### Source data:
===

impl Client {
    /// Connect to the daemon described by `config`
    pub fn connect(config: &ClientConfig) -> Result<(Client, EventLoop)> {
        let (source, sink) = TcpTransport::connect(config)?;
        Ok(Self::with_transport(source, sink, config.channel))
    }

    /// Build a client over an already open transport
    ///
    /// `channel_defaults` is the mode used by [`add_connection_channel`](Self::add_connection_channel).
    pub fn with_transport<S, K>(source: S, sink: K, channel_defaults: ChannelConfig) -> (Client, EventLoop)
    where
        S: FrameSource + 'static,
        K: FrameSink + 'static,
    {
        let (tx, rx) = mpsc::channel();
        let client = Client {
            shared: Arc::new(Shared {
                state: Mutex::new(ClientState::new()),
                writer: Mutex::new(Box::new(sink)),
                inbound: tx,
                loop_thread: Mutex::new(None),
                channel_defaults,
            }),
        };
        let event_loop = EventLoop {
            client: client.clone(),
            inbound: rx,
            source: Box::new(source),
        };
        (client, event_loop)
    }

    fn lock(&self) -> MutexGuard<'_, ClientState> {
        self.shared.state.lock()
    }

    /// Lock the state, refusing if the connection is gone
    fn lock_open(&self) -> Result<MutexGuard<'_, ClientState>> {
        let state = self.lock();
        if state.is_open() {
            Ok(state)
        } else {
            Err(ClientError::Closed)
        }
    }

    /// Write a command; the caller holds the state lock
    fn send(&self, _state: &MutexGuard<'_, ClientState>, command: Command) -> Result<()> {
        let frame = command.to_frame()?;
        trace!(?command, "sending command");
        self.shared.writer.lock().send_frame(&frame)
    }

    fn on_event_loop(&self) -> bool {
        *self.shared.loop_thread.lock() == Some(thread::current().id())
    }

    fn ensure_off_event_loop(&self) -> Result<()> {
        if self.on_event_loop() {
            Err(ClientError::CalledFromEventLoop)
        } else {
            Ok(())
        }
    }

    /// Install the handler for daemon-wide events, replacing any previous one
    pub fn set_general_handler(&self, handler: Arc<dyn GeneralHandler>) {
        self.lock().general = Some(handler);
    }

    pub fn clear_general_handler(&self) {
        self.lock().general = None;
    }

    /// Start receiving advertisement packets
    pub fn add_scanner(&self, handler: Arc<dyn ScannerHandler>) -> Result<u32> {
        let mut state = self.lock_open()?;
        let scan_id = state.scanners.insert_with(|_| handler)?;
        if let Err(e) = self.send(&state, Command::CreateScanner { scan_id }) {
            state.scanners.remove(scan_id);
            return Err(e);
        }
        debug!(scan_id, "scanner added");
        Ok(scan_id)
    }

    /// Stop a scanner; its id is free as soon as this returns
    pub fn remove_scanner(&self, scan_id: u32) -> Result<()> {
        let mut state = self.lock_open()?;
        if state.scanners.remove(scan_id).is_none() {
            return Err(ClientError::NotRegistered {
                registry: "scanner",
                id: scan_id,
            });
        }
        debug!(scan_id, "scanner removed");
        self.send(&state, Command::RemoveScanner { scan_id })
    }

    /// Open a connection channel using the configured default mode
    pub fn add_connection_channel(
        &self,
        bd_addr: BdAddr,
        handler: Arc<dyn ConnectionChannelHandler>,
    ) -> Result<u32> {
        self.add_connection_channel_with(bd_addr, self.shared.channel_defaults, handler)
    }

    /// Open a connection channel with explicit mode parameters
    pub fn add_connection_channel_with(
        &self,
        bd_addr: BdAddr,
        config: ChannelConfig,
        handler: Arc<dyn ConnectionChannelHandler>,
    ) -> Result<u32> {
        let mut state = self.lock_open()?;
        let conn_id = state.channels.insert_with(|_| ChannelEntry {
            machine: ChannelMachine::new(bd_addr, config),
            handler,
        })?;
        let command = Command::CreateConnectionChannel {
            conn_id,
            bd_addr,
            latency_mode: config.latency_mode,
            auto_disconnect_time: config.auto_disconnect_time,
        };
        if let Err(e) = self.send(&state, command) {
            state.channels.remove(conn_id);
            return Err(e);
        }
        debug!(conn_id, %bd_addr, "connection channel requested");
        Ok(conn_id)
    }

    /// Ask the daemon to close a connection channel
    ///
    /// The channel stays registered until the daemon confirms the removal.
    pub fn remove_connection_channel(&self, conn_id: u32) -> Result<()> {
        let mut state = self.lock_open()?;
        let entry = state
            .channels
            .get_mut(conn_id)
            .ok_or(ClientError::NotRegistered {
                registry: "connection channel",
                id: conn_id,
            })?;
        if !entry.machine.request_removal() {
            return Err(ClientError::RemovalAlreadyRequested(conn_id));
        }
        self.send(&state, Command::RemoveConnectionChannel { conn_id })
    }

    /// Change latency mode and auto disconnect time of a channel
    pub fn change_mode_parameters(&self, conn_id: u32, config: ChannelConfig) -> Result<()> {
        let mut state = self.lock_open()?;
        let entry = state
            .channels
            .get_mut(conn_id)
            .ok_or(ClientError::NotRegistered {
                registry: "connection channel",
                id: conn_id,
            })?;
        entry.machine.request_mode(config);
        self.send(
            &state,
            Command::ChangeModeParameters {
                conn_id,
                latency_mode: config.latency_mode,
                auto_disconnect_time: config.auto_disconnect_time,
            },
        )
    }

    /// Current state of a registered channel
    pub fn channel_state(&self, conn_id: u32) -> Option<ChannelState> {
        self.lock().channels.get(conn_id).map(|e| e.machine.state())
    }

    /// Mode a channel was created with and the latest requested mode
    pub fn channel_config(&self, conn_id: u32) -> Option<(ChannelConfig, ChannelConfig)> {
        self.lock()
            .channels
            .get(conn_id)
            .map(|e| (e.machine.config(), e.machine.requested_config()))
    }

    /// Disconnect every client's channels to a button
    pub fn force_disconnect(&self, bd_addr: BdAddr) -> Result<()> {
        let state = self.lock_open()?;
        self.send(&state, Command::ForceDisconnect { bd_addr })
    }

    /// Start the guided pairing flow
    pub fn add_scan_wizard(&self, handler: Arc<dyn ScanWizardHandler>) -> Result<u32> {
        let mut state = self.lock_open()?;
        let scan_wizard_id = state.wizards.insert_with(|_| WizardEntry {
            machine: WizardMachine::new(),
            handler,
        })?;
        if let Err(e) = self.send(&state, Command::CreateScanWizard { scan_wizard_id }) {
            state.wizards.remove(scan_wizard_id);
            return Err(e);
        }
        debug!(scan_wizard_id, "scan wizard started");
        Ok(scan_wizard_id)
    }

    /// Cancel a scan wizard; its completed callback still follows
    pub fn cancel_scan_wizard(&self, scan_wizard_id: u32) -> Result<()> {
        let state = self.lock_open()?;
        if !state.wizards.contains(scan_wizard_id) {
            return Err(ClientError::NotRegistered {
                registry: "scan wizard",
                id: scan_wizard_id,
            });
        }
        self.send(&state, Command::CancelScanWizard { scan_wizard_id })
    }

    /// Remove a verified button from the daemon
    pub fn delete_button(&self, bd_addr: BdAddr) -> Result<()> {
        let state = self.lock_open()?;
        self.send(&state, Command::DeleteButton { bd_addr })
    }

    /// Request daemon info; `callback` runs on the event loop
    pub fn request_info<F>(&self, callback: F) -> Result<()>
    where
        F: FnOnce(&Client, Result<DaemonInfo>) + Send + 'static,
    {
        let mut state = self.lock_open()?;
        self.send(&state, Command::GetInfo)?;
        state.pending.info.push_back(Box::new(callback));
        Ok(())
    }

    /// Request a button's identity; `callback` runs on the event loop
    pub fn request_button_info<F>(&self, bd_addr: BdAddr, callback: F) -> Result<()>
    where
        F: FnOnce(&Client, Result<ButtonInfo>) + Send + 'static,
    {
        let mut state = self.lock_open()?;
        self.send(&state, Command::GetButtonInfo { bd_addr })?;
        state
            .pending
            .button_info
            .push_back((bd_addr, Box::new(callback)));
        Ok(())
    }

    /// Ping the daemon; `callback` runs on the event loop
    pub fn request_ping<F>(&self, callback: F) -> Result<()>
    where
        F: FnOnce(&Client, Result<()>) + Send + 'static,
    {
        let mut state = self.lock_open()?;
        let ping_id = state.pending.next_ping_id();
        self.send(&state, Command::Ping { ping_id })?;
        state.pending.pings.insert(ping_id, Box::new(callback));
        Ok(())
    }

    /// Block until a callback-style request completes
    fn wait<T, F>(&self, request: F) -> Result<T>
    where
        T: Send + 'static,
        F: FnOnce(Box<dyn FnOnce(&Client, Result<T>) + Send>) -> Result<()>,
    {
        self.ensure_off_event_loop()?;
        let (tx, rx) = mpsc::sync_channel(1);
        request(Box::new(move |_: &Client, result: Result<T>| {
            // Receiver only goes away if the waiting thread did
            let _ = tx.send(result);
        }))?;
        rx.recv().map_err(|_| ClientError::ConnectionLost)?
    }

    /// Daemon info; blocks until the response arrives
    pub fn get_info(&self) -> Result<DaemonInfo> {
        self.wait(|done| self.request_info(done))
    }

    /// Button identity; blocks until the response arrives
    pub fn get_button_info(&self, bd_addr: BdAddr) -> Result<ButtonInfo> {
        self.wait(|done| self.request_button_info(bd_addr, done))
    }

    /// Button uuid, `None` if the daemon has never verified the button
    pub fn get_button_uuid(&self, bd_addr: BdAddr) -> Result<Option<ButtonUuid>> {
        Ok(self.get_button_info(bd_addr)?.uuid)
    }

    /// Round trip to the daemon; blocks until the response arrives
    pub fn ping(&self) -> Result<Duration> {
        let start = Instant::now();
        self.wait(|done| self.request_ping(done))?;
        Ok(start.elapsed())
    }

    /// Run `callback` on the event loop after `delay`
    ///
    /// Returns the timer id, valid until the timer fires or is cancelled.
    pub fn set_timer<F>(&self, delay: Duration, callback: F) -> Result<u32>
    where
        F: FnOnce(&Client) + Send + 'static,
    {
        let callback: TimerCallback = Box::new(callback);
        let mut state = self.lock_open()?;
        let timer_id = state.timers.schedule(Instant::now() + delay, callback)?;
        drop(state);
        // Loop re-reads the earliest deadline on wake
        let _ = self.shared.inbound.send(Inbound::Wake);
        trace!(timer_id, ?delay, "timer set");
        Ok(timer_id)
    }

    /// Cancel a timer; false if it already fired or does not exist
    pub fn cancel_timer(&self, timer_id: u32) -> bool {
        self.lock().timers.cancel(timer_id)
    }

    /// Run `callback` on the event loop as soon as possible
    pub fn run_on_event_loop<F>(&self, callback: F) -> Result<()>
    where
        F: FnOnce(&Client) + Send + 'static,
    {
        self.set_timer(Duration::ZERO, callback).map(|_| ())
    }

    /// Shut the connection down; the event loop returns `Ok(())`
    pub fn close(&self) {
        let mut state = self.lock();
        if !state.is_open() {
            return;
        }
        state.lifecycle = Lifecycle::Closed;
        if let Err(e) = self.shared.writer.lock().shutdown() {
            debug!(error = %e, "socket shutdown failed");
        }
        drop(state);
        let _ = self.shared.inbound.send(Inbound::Shutdown);
        info!("client closed");
    }

    pub fn is_closed(&self) -> bool {
        !self.lock().is_open()
    }
}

===

### Required work:
From the material above, copy every line where the word "soon" is found.

### Your response:
    /// Stop a scanner; its id is free as soon as this returns
    /// Run `callback` on the event loop as soon as possible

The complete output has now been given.